O Po-ex.net é um arquivo digital de literatura experimental portuguesa que se iniciou em 2005. Coordenada por Rui Torres, da Universidade Fernando Pessoa, no Porto, em Portugal, esta base de dados literária foi financiada pela Fundação para a Ciência e Tecnologia (FCT) e pela União Europeia, no âmbito de dois projectos principais: “CD-ROM da PO.EX: Poesia Experimental Portuguesa, Cadernos e Catálogos” (2005-2008) e “PO.EX’70-80: Arquivo Digital da Literatura Experimental Portuguesa” (2010-2013).

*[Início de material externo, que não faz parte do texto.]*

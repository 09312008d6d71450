use chrono::{DateTime, Utc};
use std::collections::HashMap;
use std::sync::Arc;
use uuid::Uuid;
use validator::Validate;

use crate::coupons::{CouponError, MemberCoupon};
use crate::models::{CartItem, Product};
use crate::money::Quantity;
use crate::orders::{
    CancelOrderResponse, CartRepository, CreateOrderRequest, MemberCouponRepository, Order,
    OrderError, OrderLineItem, OrderRepository, OrderResponse, ProductCatalog,
};
use crate::refund::RefundSchedule;

/// Service for order business logic
#[derive(Clone)]
pub struct OrderService {
    carts: Arc<dyn CartRepository>,
    products: Arc<dyn ProductCatalog>,
    orders: Arc<dyn OrderRepository>,
    member_coupons: Arc<dyn MemberCouponRepository>,
    refund_schedule: RefundSchedule,
}

impl OrderService {
    /// Create a new OrderService with the standard refund schedule
    pub fn new(
        carts: Arc<dyn CartRepository>,
        products: Arc<dyn ProductCatalog>,
        orders: Arc<dyn OrderRepository>,
        member_coupons: Arc<dyn MemberCouponRepository>,
    ) -> Self {
        Self {
            carts,
            products,
            orders,
            member_coupons,
            refund_schedule: RefundSchedule::standard(),
        }
    }

    /// Create a new OrderService with an explicit refund schedule
    pub fn with_refund_schedule(
        carts: Arc<dyn CartRepository>,
        products: Arc<dyn ProductCatalog>,
        orders: Arc<dyn OrderRepository>,
        member_coupons: Arc<dyn MemberCouponRepository>,
        refund_schedule: RefundSchedule,
    ) -> Self {
        Self {
            carts,
            products,
            orders,
            member_coupons,
            refund_schedule,
        }
    }

    /// Create a new order from the member's cart
    ///
    /// # Arguments
    /// * `member_id` - ID of the authenticated member placing the order
    /// * `request` - Order creation request with items and optional coupon
    /// * `now` - Placement time
    ///
    /// # Returns
    /// The created order or an error
    ///
    /// # Validation
    /// - All requested products must be in the member's cart
    /// - All products must still exist in the catalog and not be deleted
    /// - All quantities must be positive, with at most 100,000 units in total
    /// - Product prices are snapshotted from the catalog at order time
    /// - An applied coupon must be issued to the member, unused and unexpired
    /// - A member's first order earns them the first order thank-you coupon
    pub async fn create_order(
        &self,
        member_id: i64,
        request: CreateOrderRequest,
        now: DateTime<Utc>,
    ) -> Result<OrderResponse, OrderError> {
        request.validate()?;

        // Fetch the cart and index it by product
        let cart_items = self.carts.items_for_member(member_id).await?;
        let cart: HashMap<i64, &CartItem> = cart_items
            .iter()
            .map(|item| (item.product.id, item))
            .collect();

        // Every requested product must come from the member's own cart
        for item_request in &request.items {
            if !cart.contains_key(&item_request.product_id) {
                return Err(OrderError::InvalidProducts);
            }
        }

        // Fetch current catalog state for price snapshots
        let product_ids: Vec<i64> = request.items.iter().map(|item| item.product_id).collect();
        let products = self.products.find_by_ids(&product_ids).await?;
        let catalog: HashMap<i64, Product> = products
            .into_iter()
            .map(|product| (product.id, product))
            .collect();

        // Snapshot each line, rejecting products that left the catalog
        let mut line_items = Vec::with_capacity(request.items.len());
        for item_request in &request.items {
            let product = catalog.get(&item_request.product_id).ok_or_else(|| {
                let name = cart
                    .get(&item_request.product_id)
                    .map(|item| item.product.name.clone())
                    .unwrap_or_else(|| item_request.product_id.to_string());
                OrderError::ProductUnavailable(name)
            })?;

            if product.deleted {
                return Err(OrderError::ProductUnavailable(product.name.clone()));
            }

            let quantity = Quantity::new(item_request.quantity)?;
            line_items.push(OrderLineItem::from_product(product, quantity));
        }

        let mut order = Order::place(member_id, line_items, now)?;

        // Consume the coupon before persisting anything
        let mut used_coupon: Option<MemberCoupon> = None;
        if let Some(coupon_id) = request.coupon_id {
            let member_coupon = self
                .member_coupons
                .find(member_id, coupon_id)
                .await?
                .ok_or(CouponError::NotFound)?;

            let used = member_coupon.mark_used(now)?;
            order.apply_coupon(&used.coupon);
            used_coupon = Some(used);
        }

        // Decide first-order eligibility before the insert makes it false
        let is_first_order = self.orders.count_by_member(member_id).await? == 0;

        self.orders.insert(&order).await?;

        if let Some(used) = &used_coupon {
            self.member_coupons.update(used).await?;
        }

        if is_first_order {
            let issued = self
                .member_coupons
                .issue_first_order_coupon(member_id, now)
                .await?;
            tracing::info!(
                "Issued first order coupon {} to member {}",
                issued.coupon.id,
                member_id
            );
        }

        tracing::info!("Created order {} for member {}", order.id, member_id);

        Ok(OrderResponse::from(&order))
    }

    /// Cancel an order and compute its refund
    ///
    /// # Arguments
    /// * `member_id` - ID of the authenticated member (for authorization)
    /// * `order_id` - UUID of the order to cancel
    /// * `now` - Cancellation time
    ///
    /// # Returns
    /// The refund amount, or an error when the order does not exist,
    /// belongs to someone else, is already cancelled, or the
    /// cancellation window has passed
    ///
    /// # Validation
    /// - The refund is a fraction of the discounted total; delivery fees
    ///   are not refunded
    /// - A coupon consumed by the order becomes available again
    pub async fn cancel_order(
        &self,
        member_id: i64,
        order_id: Uuid,
        now: DateTime<Utc>,
    ) -> Result<CancelOrderResponse, OrderError> {
        let mut order = self
            .orders
            .find_by_id(order_id)
            .await?
            .ok_or(OrderError::NotFound)?;

        order.check_owner(member_id)?;

        let refund_price = match order.cancel(&self.refund_schedule, now) {
            Ok(refund) => refund,
            Err(err) => {
                if err.is_fault() {
                    tracing::error!("Refund selection failed for order {}: {}", order_id, err);
                }
                return Err(err);
            }
        };

        self.orders.mark_cancelled(order_id).await?;

        // Release the coupon the order consumed
        if let Some(applied) = &order.coupon {
            self.restore_coupon(member_id, applied.coupon_id, order_id)
                .await?;
        }

        tracing::info!(
            "Cancelled order {} for member {}, refunding {}",
            order_id,
            member_id,
            refund_price
        );

        Ok(CancelOrderResponse { refund_price })
    }

    /// Get a specific order
    ///
    /// # Arguments
    /// * `member_id` - ID of the authenticated member (for authorization)
    /// * `order_id` - UUID of the order
    ///
    /// # Returns
    /// The order, or an error if it does not exist or belongs to
    /// someone else
    pub async fn get_order(
        &self,
        member_id: i64,
        order_id: Uuid,
    ) -> Result<OrderResponse, OrderError> {
        let order = self
            .orders
            .find_by_id(order_id)
            .await?
            .ok_or(OrderError::NotFound)?;

        order.check_owner(member_id)?;

        Ok(OrderResponse::from(&order))
    }

    /// Get all orders of a member, most recent first
    ///
    /// # Arguments
    /// * `member_id` - ID of the authenticated member
    ///
    /// # Returns
    /// The member's orders, cancelled ones included
    pub async fn list_orders(&self, member_id: i64) -> Result<Vec<OrderResponse>, OrderError> {
        let orders = self.orders.list_by_member(member_id).await?;

        Ok(orders.iter().map(OrderResponse::from).collect())
    }

    /// Mark a consumed coupon unused again after a cancellation
    ///
    /// A missing ledger record is logged and skipped so the
    /// cancellation itself still completes.
    async fn restore_coupon(
        &self,
        member_id: i64,
        coupon_id: i64,
        order_id: Uuid,
    ) -> Result<(), OrderError> {
        match self.member_coupons.find(member_id, coupon_id).await? {
            Some(member_coupon) => {
                let restored = member_coupon.mark_unused();
                self.member_coupons.update(&restored).await?;
            }
            None => {
                tracing::warn!(
                    "Coupon {} from order {} is missing from the ledger, skipping restore",
                    coupon_id,
                    order_id
                );
            }
        }

        Ok(())
    }
}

O primeiro projecto de investigação procurou fazer um levantamento – inventariando, documentando, pesquisando e difundindo o conhecimento – sobre a literatura experimental portuguesa. Esta iniciativa recolheu e digitalizou materiais do movimento PO.EX, o movimento de POesia EXperimental iniciado na década de 1960. Com a publicação dos cadernos antológicos Poesia Experimental 1 (1964), organizado por António Aragão e Herberto Helder, e Poesia Experimental 2 (1966), organizado pelos mesmos autores e E. M. de Melo e Castro, estabeleceu-se um movimento activo de escritores, artistas e músicos (a PO.EX), como Álvaro Neto (Liberto Cruz), Ana Hatherly, António Aragão, E. M. de Melo e Castro, Herberto Helder, Jorge Peixinho, José-Alberto Marques e Salette Tavares. A heterogeneidade destes autores, bem como a organização, por Melo e Castro, das revistas Operação 1 (1967) e Hidra 2 (1969), nas quais participam vários dos autores dos Cadernos de Poesia Experimental, mas também Silvestre Pestana, alargou o espectro da sua produção criativa, fazendo com que a noção do experimentalismo português não se resumisse, nem pudesse ser resumível, apenas à poesia concreta, mas, antes, a uma proliferação de vectores criativos com um carácter aberto e verdadeiramente “experimental”, aglomerando práticas como a poesia visual, a poesia e arte conceptual, a poesia sonora, a “poesia-objecto”, a “acção poética” (ou happening) e a exposição.

Deste modo, o primeiro projecto de investigação do PO.EX centrou-se nestas práticas e géneros, construindo um arquivo digitalizado das obras de referência, sobretudo dos cadernos de 1964 e 1966, catálogos, revistas e publicações dos anos 60. Para além de impulsionar o envolvimento de vários pesquisadores e a publicação de artigos científicos, capítulos de livros e monografias (e. g. Baldwin e Torres 2014, Portela 2013), os principais resultados desta primeira fase foram as remediações ou recriações digitais em ActionScript (“releituras”) de obras de poesia concreta e visual, e a produção de um CD-ROM (disponível em https://po-ex.net/evaluation/), no qual se podem consultar estas releituras, bem como aceder aos volumes ensaísticos de enquadramento teórico, para além de ler e manipular as edições originais digitalizadas.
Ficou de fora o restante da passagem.